Gödel and Testing

For some months now I’ve being playing around the idea of writing a testing framework for Clojure. It started as just a more extensible fork of the fact library but now I’m trying to explore some funny ideas in the testing semantics.

Although this project is progressing too slowly it already spawned some other pet projects. One of those projects is the struct-quack library.

This is just an extremely naïve implementation of duck-typed structs for Clojure. Although I am ok using maps for pretty much everything I often need “maps that only accept certain keys” – a register/struct pretty much.

As a TDD practitioner I need some testing support for it.
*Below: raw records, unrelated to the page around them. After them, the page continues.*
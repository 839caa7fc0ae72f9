//! Reconnect policy with jittered exponential back-off.

use std::time::Duration;

/// Controls how the node client reconnects after a connection drop.
#[derive(Debug, Clone)]
pub struct ReconnectBackoff {
    /// Initial delay before the first reconnect attempt.
    pub initial_delay: Duration,
    /// Maximum delay between attempts (cap).
    pub max_delay: Duration,
    /// Multiplier applied after each failed attempt.
    pub backoff_factor: f64,
    /// Maximum number of consecutive failures before giving up.
    /// `0` means unlimited retries.
    pub max_attempts: u32,
}

impl Default for ReconnectBackoff {
    fn default() -> Self {
        Self {
            initial_delay: Duration::from_secs(1),
            max_delay: Duration::from_secs(60),
            backoff_factor: 2.0,
            max_attempts: 0, // unlimited
        }
    }
}

impl ReconnectBackoff {
    /// Compute the delay for the given attempt number (0-indexed).
    pub fn delay_for_attempt(&self, attempt: u32) -> Duration {
        let base_ms = self.initial_delay.as_millis() as f64;
        let delay_ms = base_ms * self.backoff_factor.powi(attempt as i32);
        let capped_ms = delay_ms.min(self.max_delay.as_millis() as f64);

        // Add ~25% jitter to prevent thundering herd.
        let jitter = capped_ms * 0.25 * pseudo_random_fraction(attempt);
        Duration::from_millis((capped_ms + jitter) as u64)
    }

    /// Whether the given attempt number exceeds the max.
    pub fn should_give_up(&self, attempt: u32) -> bool {
        self.max_attempts > 0 && attempt >= self.max_attempts
    }
}

/// Cheap deterministic "random" fraction [0, 1) based on attempt number.
/// Not cryptographically secure — just enough to spread reconnect storms.
fn pseudo_random_fraction(attempt: u32) -> f64 {
    let hash = attempt.wrapping_mul(2654435761); // Knuth multiplicative hash
    (hash as f64) / (u32::MAX as f64)
}

#[cfg(test)]
mod tests {
    use super::*;

    #[test]
    fn default_policy_values() {
        let p = ReconnectBackoff::default();
        assert_eq!(p.initial_delay, Duration::from_secs(1));
        assert_eq!(p.max_delay, Duration::from_secs(60));
        assert_eq!(p.max_attempts, 0); // unlimited
    }

    #[test]
    fn delay_grows_with_backoff() {
        let p = ReconnectBackoff::default();
        let d0 = p.delay_for_attempt(0);
        let d1 = p.delay_for_attempt(1);
        let d2 = p.delay_for_attempt(2);
        assert!(d1 > d0);
        assert!(d2 > d1);
    }

    #[test]
    fn delay_capped_at_max() {
        let p = ReconnectBackoff {
            initial_delay: Duration::from_secs(10),
            max_delay: Duration::from_secs(30),
            backoff_factor: 10.0,
            max_attempts: 0,
        };
        let d = p.delay_for_attempt(10);
        // Should not exceed max_delay + 25% jitter.
        assert!(d <= Duration::from_millis(37_500));
    }

    #[test]
    fn should_give_up_when_limited() {
        let p = ReconnectBackoff {
            max_attempts: 5,
            ..Default::default()
        };
        assert!(!p.should_give_up(4));
        assert!(p.should_give_up(5));
        assert!(p.should_give_up(6));
    }

    #[test]
    fn unlimited_never_gives_up() {
        let p = ReconnectBackoff::default();
        assert!(!p.should_give_up(1_000_000));
    }
}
As I already had a somewhat working version of my testing library by that time I used it.

After finishing struct-quack’s first iteration I started to rewrite the testing framework itself to use that and perform some smart multimethods magic.
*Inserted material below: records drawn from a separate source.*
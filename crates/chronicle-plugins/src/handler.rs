use chronicle_domain::{PluginContext, PluginResult};

/// A plugin's event handler. Implementations never propagate panics across
/// the dispatch boundary — the router catches failures per-plugin (§4.6
/// "Failure isolation").
#[async_trait::async_trait]
pub trait PluginHandler: Send + Sync {
    fn id(&self) -> &str;
    async fn handle(&self, ctx: PluginContext) -> PluginResult;
}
And now I have a hard problem to solve: what am I going to use to test the struct-quack library in its next iteration? Given that neither Java nor Clojure have versioned packages, if I use the library in the testing tool I just put myself in a circular dependency chain.
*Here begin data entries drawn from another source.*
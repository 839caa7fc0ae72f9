use serde::{Deserialize, Serialize};
use std::collections::HashMap;

/// One entry in the STT provider registry (§6 "STT provider (WebSocket)").
///
/// A provider may be HTTP-batch (`streaming = false`) or WebSocket-streaming
/// (`streaming = true`); each advertises a `capabilities` set that may
/// include `"diarization"`.
#[derive(Debug, Clone, Serialize, Deserialize)]
pub struct SttProviderConfig {
    pub id: String,
    pub url: String,
    #[serde(default)]
    pub streaming: bool,
    #[serde(default)]
    pub capabilities: Vec<String>,
    /// Query parameters appended to the connection URL, before session
    /// substitution (`{sample_rate}`, `{diarize}`, ...).
    #[serde(default)]
    pub query_params: HashMap<String, String>,
    /// Optional JSON template for the start-of-stream control message.
    pub start_message_template: Option<serde_json::Value>,
    /// Optional JSON template sent to cleanly end the stream.
    #[serde(default = "d_end_message")]
    pub end_message: serde_json::Value,
    pub expect_interim_type: Option<String>,
    pub expect_final_type: Option<String>,
    /// Dotted-path selectors into provider frames, e.g. "data.channel.alternatives.0.transcript".
    #[serde(default)]
    pub extract_text_path: Option<String>,
    #[serde(default)]
    pub extract_words_path: Option<String>,
    #[serde(default)]
    pub extract_segments_path: Option<String>,
}

impl SttProviderConfig {
    pub fn has_capability(&self, cap: &str) -> bool {
        self.capabilities.iter().any(|c| c == cap)
    }
}

fn d_end_message() -> serde_json::Value {
    serde_json::json!({ "type": "stop" })
}

#[derive(Debug, Clone, Serialize, Deserialize, Default)]
pub struct SttConfig {
    #[serde(default)]
    pub providers: Vec<SttProviderConfig>,
    /// Which provider id is used for streaming sessions.
    pub default_stream_provider: Option<String>,
    /// Discovery-loop cadence for `audio:stream:*` (§4.5), in milliseconds.
    #[serde(default = "d_discovery_interval_ms")]
    pub discovery_interval_ms: u64,
}

fn d_discovery_interval_ms() -> u64 {
    1_000
}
Circular dependencies are bad in multiple contexts. In this case it’s not only bad but also dangerous. As I modify struct-quack I may introduce a bug. This bug may affect the testing framework itself and tests that should fail could pass. There is no way to assert that struct-quack has no known bugs if its tests rely (even indirectly) on itself.

Shoulder of Giants?

I’m reading The Annotated Turing (great book so far) and the author does a great job in covering some basic concepts behind Turing’s work, including explanations of those in a way non-mathematicians (like me) can understand.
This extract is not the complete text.